This approach is good in terms of speed but poor with regard to false negatives and sensitivity.

[edit] Mass Frontier

Mass Frontier is a software tool for interpretation and management of mass spectra of small molecules. Computer methods for interpretation of mass spectral data in Mass Frontier centre on three fundamental methodologies: library search techniques, expert system procedures and classification methods. Mass Frontier uses automated generation of possible fragments at an expert level, including complete fragmentation and rearrangement mechanisms, starting from a user-supplied chemical structure. This software contains an expert system that automatically extracts a decomposition mechanism for each fragmentation reaction in the fragmentation library and determines the compound class range that the mechanism can be applied to.
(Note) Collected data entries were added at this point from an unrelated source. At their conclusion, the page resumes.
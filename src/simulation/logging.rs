//! Logging and tracing configuration
//!
//! Centralized `tracing-subscriber` set-up shared by the binary and tests.

use std::io;

use tracing::{debug, Level};
use tracing_appender::{non_blocking, non_blocking::WorkerGuard, rolling};
use tracing_subscriber::{
    fmt::{self, format::FmtSpan},
    layer::SubscriberExt,
    util::SubscriberInitExt,
    EnvFilter, Registry,
};

/// Boxed error returned by subscriber initialization
pub type LoggingInitError = Box<dyn std::error::Error + Send + Sync>;

/// Logging configuration
#[derive(Debug, Clone)]
pub struct LoggingConfig {
    /// Log level for the crate's own targets
    pub level: Level,
    /// Whether console output is JSON instead of pretty text
    pub json_format: bool,
    /// Whether to also write JSON logs to a daily-rolling file
    pub log_to_file: bool,
    /// Log file directory (if logging to file)
    pub log_directory: Option<String>,
    /// Log file prefix (if logging to file)
    pub log_file_prefix: String,
    /// Whether to emit span enter/exit events
    pub enable_span_events: bool,
    /// Whether to enable ansi colors in console output
    pub enable_ansi: bool,
    /// Custom environment filter, overriding `RUST_LOG` and `level`
    pub env_filter: Option<String>,
}

impl Default for LoggingConfig {
    fn default() -> Self {
        Self {
            level: Level::INFO,
            json_format: false,
            log_to_file: false,
            log_directory: None,
            log_file_prefix: "surgical-flow-sim".to_string(),
            enable_span_events: false,
            enable_ansi: true,
            env_filter: None,
        }
    }
}

impl LoggingConfig {
    /// Create a new logging configuration
    pub fn new() -> Self {
        Self::default()
    }

    /// Configuration matching the binary's `--debug` / `--verbose` flags.
    ///
    /// Debug wins over verbose; with neither, only warnings are shown.
    pub fn for_cli(verbose: bool, debug: bool) -> Self {
        let level = if debug {
            Level::DEBUG
        } else if verbose {
            Level::INFO
        } else {
            Level::WARN
        };
        let config = Self::new().with_level(level);
        if debug {
            config.with_span_events()
        } else {
            config
        }
    }

    /// Set the log level
    pub fn with_level(mut self, level: Level) -> Self {
        self.level = level;
        self
    }

    /// Enable JSON formatting
    pub fn with_json_format(mut self) -> Self {
        self.json_format = true;
        self
    }

    /// Enable file logging
    pub fn with_file_logging(mut self, directory: impl Into<String>) -> Self {
        self.log_to_file = true;
        self.log_directory = Some(directory.into());
        self
    }

    /// Set log file prefix
    pub fn with_file_prefix(mut self, prefix: impl Into<String>) -> Self {
        self.log_file_prefix = prefix.into();
        self
    }

    /// Enable span events
    pub fn with_span_events(mut self) -> Self {
        self.enable_span_events = true;
        self
    }

    /// Disable ANSI colors
    pub fn without_ansi(mut self) -> Self {
        self.enable_ansi = false;
        self
    }

    /// Set custom environment filter
    pub fn with_env_filter(mut self, filter: impl Into<String>) -> Self {
        self.env_filter = Some(filter.into());
        self
    }

    fn span_events(&self) -> FmtSpan {
        if self.enable_span_events {
            FmtSpan::NEW | FmtSpan::CLOSE
        } else {
            FmtSpan::NONE
        }
    }

    fn build_filter(&self) -> Result<EnvFilter, LoggingInitError> {
        if let Some(filter) = &self.env_filter {
            return Ok(EnvFilter::try_new(filter)?);
        }
        Ok(EnvFilter::try_from_default_env().unwrap_or_else(|_| {
            EnvFilter::new(format!("{}={}", env!("CARGO_PKG_NAME").replace('-', "_"), self.level))
        }))
    }

    /// Install the global tracing subscriber.
    ///
    /// Returns the file writer's guard when file logging is enabled; buffered
    /// lines are flushed when it is dropped, so the caller keeps it alive for
    /// the life of the program. Fails if a global subscriber is already set.
    pub fn init(self) -> Result<Option<WorkerGuard>, LoggingInitError> {
        let env_filter = self.build_filter()?;
        let span_events = self.span_events();

        let (file_layer, guard) = if self.log_to_file {
            let log_dir = self.log_directory.as_deref().unwrap_or("logs");
            let (writer, guard) = non_blocking(rolling::daily(log_dir, &self.log_file_prefix));
            let layer = fmt::layer().json().with_writer(writer).with_span_events(span_events.clone());
            (Some(layer), Some(guard))
        } else {
            (None, None)
        };

        let json_console = self.json_format.then(|| {
            fmt::layer().json().with_writer(io::stderr).with_span_events(span_events.clone())
        });
        let pretty_console = (!self.json_format).then(|| {
            fmt::layer()
                .pretty()
                .with_writer(io::stderr)
                .with_ansi(self.enable_ansi)
                .with_span_events(span_events.clone())
        });

        Registry::default()
            .with(env_filter)
            .with(file_layer)
            .with(json_console)
            .with(pretty_console)
            .try_init()?;

        debug!(level = %self.level, json = self.json_format, file = self.log_to_file, "logging initialized");
        Ok(guard)
    }

    /// Initialize logging for production (JSON format with file logging)
    pub fn init_prod(log_dir: impl Into<String>) -> Result<Option<WorkerGuard>, LoggingInitError> {
        Self::new()
            .with_level(Level::INFO)
            .with_json_format()
            .with_file_logging(log_dir)
            .without_ansi()
            .init()
    }

    /// Initialize logging for testing (minimal output)
    pub fn init_test() -> Result<Option<WorkerGuard>, LoggingInitError> {
        Self::new().with_level(Level::WARN).without_ansi().init()
    }

    /// Initialize verbose logging (INFO level)
    pub fn init_verbose() -> Result<Option<WorkerGuard>, LoggingInitError> {
        Self::for_cli(true, false).init()
    }

    /// Initialize debug logging (DEBUG level with span events)
    pub fn init_debug() -> Result<Option<WorkerGuard>, LoggingInitError> {
        Self::for_cli(false, true).init()
    }
}

#[cfg(test)]
mod tests {
    use super::*;
    use tracing::Level;

    #[test]
    fn test_logging_config_defaults() {
        let config = LoggingConfig::new();
        assert_eq!(config.level, Level::INFO);
        assert!(!config.json_format);
        assert!(!config.log_to_file);
        assert!(config.log_directory.is_none());
        assert_eq!(config.log_file_prefix, "surgical-flow-sim");
        assert!(!config.enable_span_events);
        assert!(config.enable_ansi);
        assert!(config.env_filter.is_none());
    }

    #[test]
    fn test_logging_config_builder_pattern() {
        let config = LoggingConfig::new()
            .with_level(Level::DEBUG)
            .with_json_format()
            .with_file_logging("test_logs")
            .with_file_prefix("study")
            .with_span_events()
            .without_ansi()
            .with_env_filter("surgical_flow_sim=trace");

        assert_eq!(config.level, Level::DEBUG);
        assert!(config.json_format);
        assert!(config.log_to_file);
        assert_eq!(config.log_directory, Some("test_logs".to_string()));
        assert_eq!(config.log_file_prefix, "study");
        assert!(config.enable_span_events);
        assert!(!config.enable_ansi);
        assert_eq!(config.env_filter, Some("surgical_flow_sim=trace".to_string()));
    }

    #[test]
    fn test_cli_levels() {
        assert_eq!(LoggingConfig::for_cli(false, false).level, Level::WARN);
        assert_eq!(LoggingConfig::for_cli(true, false).level, Level::INFO);
        assert_eq!(LoggingConfig::for_cli(true, true).level, Level::DEBUG);
        assert!(LoggingConfig::for_cli(false, true).enable_span_events);
    }
}
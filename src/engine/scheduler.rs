//! Deterministic discrete-event scheduler
//!
//! Uses a `BinaryHeap` with reversed `Ord` on [`Event`] to act as a min-heap
//! keyed by `(due, seq)`. Sequence numbers are strictly increasing in
//! scheduling order, so events due at the same simulated instant are
//! dispatched FIFO and two runs with the same inputs dispatch identically.

use std::cmp::Ordering;
use std::collections::BinaryHeap;
use std::fmt;

use tracing::trace;

use super::clock::SimTime;
use crate::simulation::{SimulationError, SimulationResult};

/// Strictly increasing insertion sequence number
#[derive(Debug, Clone, Copy, PartialEq, Eq, PartialOrd, Ord, Hash)]
pub struct EventSeq(u64);

impl EventSeq {
    /// Return the raw value
    #[inline]
    pub fn raw(self) -> u64 {
        self.0
    }
}

impl fmt::Display for EventSeq {
    fn fmt(&self, f: &mut fmt::Formatter<'_>) -> fmt::Result {
        write!(f, "E#{}", self.0)
    }
}

/// A pending resumption of some continuation.
///
/// `W` identifies which continuation to resume; the scheduler never looks
/// inside it.
#[derive(Debug, Clone)]
pub struct Event<W> {
    /// Simulated instant at which the continuation resumes
    pub due: SimTime,
    /// Insertion order, used to break ties at equal `due`
    pub seq: EventSeq,
    /// Continuation to resume
    pub target: W,
}

impl<W> PartialEq for Event<W> {
    fn eq(&self, other: &Self) -> bool {
        self.due == other.due && self.seq == other.seq
    }
}

impl<W> Eq for Event<W> {}

/// Ordering: smallest `(due, seq)` first.
///
/// `BinaryHeap` is a max-heap, so the natural ordering is reversed here.
impl<W> Ord for Event<W> {
    fn cmp(&self, other: &Self) -> Ordering {
        other.due.cmp(&self.due).then_with(|| other.seq.cmp(&self.seq))
    }
}

impl<W> PartialOrd for Event<W> {
    fn partial_cmp(&self, other: &Self) -> Option<Ordering> {
        Some(self.cmp(other))
    }
}

/// A set of continuations the scheduler can resume.
///
/// `resume` runs the addressed continuation until it terminates or suspends
/// again (by scheduling a future wakeup or by queueing on a resource). Exactly
/// one continuation runs at any instant.
pub trait Process<W> {
    /// Resume the continuation identified by `target`
    fn resume(&mut self, target: W, scheduler: &mut Scheduler<W>) -> SimulationResult<()>;
}

/// Outcome of a [`Scheduler::run`] call
#[derive(Debug, Clone, Copy, PartialEq)]
pub struct RunSummary {
    /// Number of events dispatched during the call
    pub events_processed: u64,
    /// Clock value when the call returned
    pub final_time: SimTime,
}

/// Single-threaded cooperative scheduler driving the simulated clock
#[derive(Debug, Clone)]
pub struct Scheduler<W> {
    now: SimTime,
    queue: BinaryHeap<Event<W>>,
    next_seq: u64,
}

impl<W> Scheduler<W> {
    /// Create an empty scheduler at time zero
    pub fn new() -> Self {
        Self { now: SimTime::ZERO, queue: BinaryHeap::new(), next_seq: 0 }
    }

    /// Current simulated time
    #[inline]
    pub fn now(&self) -> SimTime {
        self.now
    }

    /// Number of pending events
    pub fn pending(&self) -> usize {
        self.queue.len()
    }

    /// Returns `true` if no event is pending
    pub fn is_empty(&self) -> bool {
        self.queue.is_empty()
    }

    /// Due time of the earliest pending event
    pub fn peek_due(&self) -> Option<SimTime> {
        self.queue.peek().map(|event| event.due)
    }

    /// Enqueue `target` to resume `delay` minutes from now.
    ///
    /// A zero delay resumes the target at the current instant, after every
    /// event already scheduled for this instant.
    pub fn schedule_after(&mut self, delay: f64, target: W) -> SimulationResult<EventSeq> {
        if !(delay.is_finite() && delay >= 0.0) {
            return Err(SimulationError::scheduling_error(format!(
                "delay must be finite and non-negative, got {}",
                delay
            )));
        }
        Ok(self.push(self.now.plus(delay), target))
    }

    /// Enqueue `target` to resume at an absolute time no earlier than now
    pub fn schedule_at(&mut self, due: SimTime, target: W) -> SimulationResult<EventSeq> {
        if due < self.now {
            return Err(SimulationError::scheduling_error(format!(
                "cannot schedule at {} before current time {}",
                due, self.now
            )));
        }
        Ok(self.push(due, target))
    }

    fn push(&mut self, due: SimTime, target: W) -> EventSeq {
        let seq = EventSeq(self.next_seq);
        self.next_seq += 1;
        self.queue.push(Event { due, seq, target });
        seq
    }

    /// Pop the earliest event due strictly before `until`, advancing the clock
    pub fn pop_due(&mut self, until: SimTime) -> Option<Event<W>> {
        match self.queue.peek() {
            Some(event) if event.due < until => {
                let event = self.queue.pop()?;
                self.now = event.due;
                Some(event)
            }
            _ => None,
        }
    }

    /// Dispatch events in `(due, seq)` order until none is due before `until`.
    ///
    /// Events due exactly at `until` stay queued. The clock is left at
    /// `until` (or where it was, if already later). An error returned by a
    /// continuation aborts the run.
    pub fn run<P>(&mut self, until: SimTime, process: &mut P) -> SimulationResult<RunSummary>
    where
        P: Process<W>,
    {
        let mut events_processed = 0;

        while let Some(event) = self.pop_due(until) {
            trace!(seq = event.seq.raw(), due = event.due.minutes(), "dispatching event");
            process.resume(event.target, self)?;
            events_processed += 1;
        }

        if self.now < until {
            self.now = until;
        }

        Ok(RunSummary { events_processed, final_time: self.now })
    }
}

impl<W> Default for Scheduler<W> {
    fn default() -> Self {
        Self::new()
    }
}

#[cfg(test)]
mod tests {
    use super::*;

    /// Records the order in which targets are resumed.
    #[derive(Default)]
    struct Recorder {
        log: Vec<(f64, &'static str)>,
    }

    impl Process<&'static str> for Recorder {
        fn resume(
            &mut self,
            target: &'static str,
            scheduler: &mut Scheduler<&'static str>,
        ) -> SimulationResult<()> {
            self.log.push((scheduler.now().minutes(), target));
            if target == "spawn" {
                scheduler.schedule_after(0.0, "spawned")?;
                scheduler.schedule_after(1.0, "later")?;
            }
            Ok(())
        }
    }

    fn at(minutes: f64) -> SimTime {
        SimTime::new(minutes).unwrap()
    }

    #[test]
    fn test_fifo_at_same_time() {
        let mut sched = Scheduler::new();
        sched.schedule_after(10.0, "first").unwrap();
        sched.schedule_after(10.0, "second").unwrap();
        sched.schedule_after(10.0, "third").unwrap();

        let mut recorder = Recorder::default();
        sched.run(at(100.0), &mut recorder).unwrap();

        let order: Vec<_> = recorder.log.iter().map(|(_, name)| *name).collect();
        assert_eq!(order, vec!["first", "second", "third"]);
    }

    #[test]
    fn test_time_ordering() {
        let mut sched = Scheduler::new();
        sched.schedule_after(30.0, "late").unwrap();
        sched.schedule_after(10.0, "early").unwrap();
        sched.schedule_after(20.0, "mid").unwrap();

        let mut recorder = Recorder::default();
        sched.run(at(100.0), &mut recorder).unwrap();

        assert_eq!(recorder.log, vec![(10.0, "early"), (20.0, "mid"), (30.0, "late")]);
    }

    #[test]
    fn test_zero_delay_runs_after_existing_same_instant_events() {
        let mut sched = Scheduler::new();
        sched.schedule_after(5.0, "spawn").unwrap();
        sched.schedule_after(5.0, "sibling").unwrap();

        let mut recorder = Recorder::default();
        sched.run(at(100.0), &mut recorder).unwrap();

        assert_eq!(
            recorder.log,
            vec![(5.0, "spawn"), (5.0, "sibling"), (5.0, "spawned"), (6.0, "later")]
        );
    }

    #[test]
    fn test_run_stops_before_horizon() {
        let mut sched = Scheduler::new();
        sched.schedule_after(10.0, "inside").unwrap();
        sched.schedule_after(50.0, "at_horizon").unwrap();
        sched.schedule_after(70.0, "beyond").unwrap();

        let mut recorder = Recorder::default();
        let summary = sched.run(at(50.0), &mut recorder).unwrap();

        assert_eq!(recorder.log, vec![(10.0, "inside")]);
        assert_eq!(summary.events_processed, 1);
        assert_eq!(summary.final_time, at(50.0));
        assert_eq!(sched.pending(), 2);
    }

    #[test]
    fn test_clock_is_monotonic() {
        let mut sched = Scheduler::new();
        for delay in [7.0, 3.0, 3.0, 9.5, 0.0, 1.0] {
            sched.schedule_after(delay, "tick").unwrap();
        }

        let mut recorder = Recorder::default();
        sched.run(at(20.0), &mut recorder).unwrap();

        for window in recorder.log.windows(2) {
            assert!(window[0].0 <= window[1].0);
        }
    }

    #[test]
    fn test_rejects_invalid_delays() {
        let mut sched: Scheduler<&'static str> = Scheduler::new();
        assert!(sched.schedule_after(-1.0, "bad").is_err());
        assert!(sched.schedule_after(f64::INFINITY, "bad").is_err());
        assert!(sched.schedule_after(f64::NAN, "bad").is_err());
        assert!(sched.is_empty());
    }

    #[test]
    fn test_rejects_scheduling_in_the_past() {
        let mut sched = Scheduler::new();
        sched.schedule_after(10.0, "tick").unwrap();
        let mut recorder = Recorder::default();
        sched.run(at(20.0), &mut recorder).unwrap();

        assert!(sched.schedule_at(at(5.0), "past").is_err());
        assert!(sched.schedule_at(at(20.0), "now").is_ok());
    }

    #[test]
    fn test_determinism_across_runs() {
        fn build_run() -> Vec<(f64, &'static str)> {
            let mut sched = Scheduler::new();
            sched.schedule_after(5.0, "a").unwrap();
            sched.schedule_after(3.0, "b").unwrap();
            sched.schedule_after(5.0, "c").unwrap();
            sched.schedule_after(1.0, "d").unwrap();
            sched.schedule_after(3.0, "e").unwrap();
            let mut recorder = Recorder::default();
            sched.run(SimTime::new(10.0).unwrap(), &mut recorder).unwrap();
            recorder.log
        }

        assert_eq!(build_run(), build_run());
    }
}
The expert system applies database mechanisms to a user provided structure and automatically predicts the fragmentation reactions for a given compound. The knowleadge base uses around 30,000 fragmentation schemes that contain around 100,000 reactions collected from mass spectrometry literature.

Mass Frontier also incorporates an automated system for detecting chromatographic components in complex GC/MS, LC/MS or MSⁿ runs and extracting mass spectral signals from closely coeluting components (deconvolution).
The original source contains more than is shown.